▸ **What to work on**
Lines from the line with "detection row(s) but" to the line with "let source = open_rgb(image_path)?;" in the entries below, and only those, must be output exactly, with both ends included.

▸ **Stored items from a collection**

//! Per-object crops of the detection images.
//!
//! The cropped container holds one row per annotated object. Rows follow the
//! detection container's row order, then the object order inside each
//! annotation. Crops are cut from the original decoded image, not from the
//! packed 224x224 row.

use std::path::{Path, PathBuf};

use image::imageops;
use log::{debug, info, warn};

use crate::annotation::{BoundingBox, LabelDictionary, MaskClass};
use crate::container::{Container, ContainerWriter, LabelKind, RowLabel};
use crate::error::MaskpackError;
use crate::index::DetectionEntry;
use crate::pixels::{open_rgb, resize_cubic, to_unit_row, TARGET_HEIGHT, TARGET_WIDTH};

/// Outcome of a cropping pass.
#[derive(Clone, Debug, PartialEq, Eq)]
pub struct CropSummary {
    pub path: PathBuf,
    pub rows: usize,
    /// Rows per class code, indexed by [`MaskClass::code`].
    pub per_class: [usize; 3],
}

/// Build the cropped container at `out_path`.
///
/// `entries` are the images the detection container was written from, so row
/// `i` is cropped from `entries[i]`. `target_rows` is the object count
/// gathered while the detection container was written.
pub fn build_cropped(
    detection: &Container,
    entries: &[DetectionEntry],
    labels: &LabelDictionary,
    target_rows: usize,
    out_path: &Path,
) -> Result<CropSummary, MaskpackError> {
    if detection.label_kind() != LabelKind::AnnotationRef {
        return Err(MaskpackError::ContainerFormat {
            path: detection.path().to_path_buf(),
            message: "cropping needs a container of annotation references".to_string(),
        });
    }

    if entries.len() != detection.len() {
        return Err(MaskpackError::ContainerFormat {
            path: detection.path().to_path_buf(),
            message: format!(
                "{} detection row(s) but {} image(s) to crop from",
                detection.len(),
                entries.len()
            ),
        });
    }

    info!(
        "Cropping {} object(s) from {} image(s) into {}",
        target_rows,
        detection.len(),
        out_path.display()
    );

    let mut writer = ContainerWriter::create(out_path, LabelKind::Class, target_rows)?;
    let mut per_class = [0usize; 3];

    for (label, entry) in detection.labels().iter().zip(entries) {
        let key = match label {
            RowLabel::AnnotationRef(key) => key.as_str(),
            RowLabel::Class(_) => continue,
        };
        if entry.annotation_key() != key {
            return Err(MaskpackError::PathResolution {
                path: entry.image_path.clone(),
                message: format!("detection row refers to {key}, not to this image's annotation"),
            });
        }
        let objects = labels
            .get(key)
            .ok_or_else(|| MaskpackError::MissingDictionaryEntry {
                key: key.to_string(),
            })?;
        let image_path = entry.image_path.as_path();

        // Resolve every class before decoding so a bad label fails fast.
        let annotation_path = Path::new(key);
        let classes = objects
            .iter()
            .map(|object| MaskClass::from_name(&object.name, annotation_path))
            .collect::<Result<Vec<_>, _>>()?;

        let source = open_rgb(image_path)?;
        for (object, class) in objects.iter().zip(classes) {
            let (x, y, w, h) = clamp_box(&object.bbox, source.dimensions(), annotation_path)?;
            let crop = imageops::crop_imm(&source, x, y, w, h).to_image();
            let resized = resize_cubic(&crop, TARGET_WIDTH, TARGET_HEIGHT);
            let index = writer.push_row(&to_unit_row(&resized), RowLabel::Class(class.code()))?;
            per_class[class.code() as usize] += 1;
            debug!("crop {index}: {class} from {}", image_path.display());
        }
    }

    let path = writer.finish()?;
    info!(
        "Wrote {} crop(s) (good {}, bad {}, none {})",
        target_rows, per_class[0], per_class[1], per_class[2]
    );
    Ok(CropSummary {
        path,
        rows: target_rows,
        per_class,
    })
}

/// Clamp `bbox` to the decoded image and return `(x, y, width, height)`.
///
/// Annotated sizes occasionally disagree with the decoded image; boxes are cut
/// back to the pixels that exist and only an empty result is an error.
fn clamp_box(
    bbox: &BoundingBox,
    (width, height): (u32, u32),
    source: &Path,
) -> Result<(u32, u32, u32, u32), MaskpackError> {
    let xmin = bbox.xmin.min(width);
    let ymin = bbox.ymin.min(height);
    let xmax = bbox.xmax.min(width);
    let ymax = bbox.ymax.min(height);

    if xmin >= xmax || ymin >= ymax {
        return Err(MaskpackError::MalformedAnnotation {
            path: source.to_path_buf(),
            message: format!(
                "box ({}, {}, {}, {}) lies outside the decoded {}x{} image",
                bbox.xmin, bbox.ymin, bbox.xmax, bbox.ymax, width, height
            ),
        });
    }
    if (xmin, ymin, xmax, ymax) != (bbox.xmin, bbox.ymin, bbox.xmax, bbox.ymax) {
        warn!(
            "{}: box ({}, {}, {}, {}) clamped to the decoded {}x{} image",
            source.display(),
            bbox.xmin,
            bbox.ymin,
            bbox.xmax,
            bbox.ymax,
            width,
            height
        );
    }
    Ok((xmin, ymin, xmax - xmin, ymax - ymin))
}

▸ **Finished task**
                "{} detection row(s) but {} image(s) to crop from",
                detection.len(),
                entries.len()
            ),
        });
    }

    info!(
        "Cropping {} object(s) from {} image(s) into {}",
        target_rows,
        detection.len(),
        out_path.display()
    );

    let mut writer = ContainerWriter::create(out_path, LabelKind::Class, target_rows)?;
    let mut per_class = [0usize; 3];

    for (label, entry) in detection.labels().iter().zip(entries) {
        let key = match label {
            RowLabel::AnnotationRef(key) => key.as_str(),
            RowLabel::Class(_) => continue,
        };
        if entry.annotation_key() != key {
            return Err(MaskpackError::PathResolution {
                path: entry.image_path.clone(),
                message: format!("detection row refers to {key}, not to this image's annotation"),
            });
        }
        let objects = labels
            .get(key)
            .ok_or_else(|| MaskpackError::MissingDictionaryEntry {
                key: key.to_string(),
            })?;
        let image_path = entry.image_path.as_path();

        // Resolve every class before decoding so a bad label fails fast.
        let annotation_path = Path::new(key);
        let classes = objects
            .iter()
            .map(|object| MaskClass::from_name(&object.name, annotation_path))
            .collect::<Result<Vec<_>, _>>()?;

        let source = open_rgb(image_path)?;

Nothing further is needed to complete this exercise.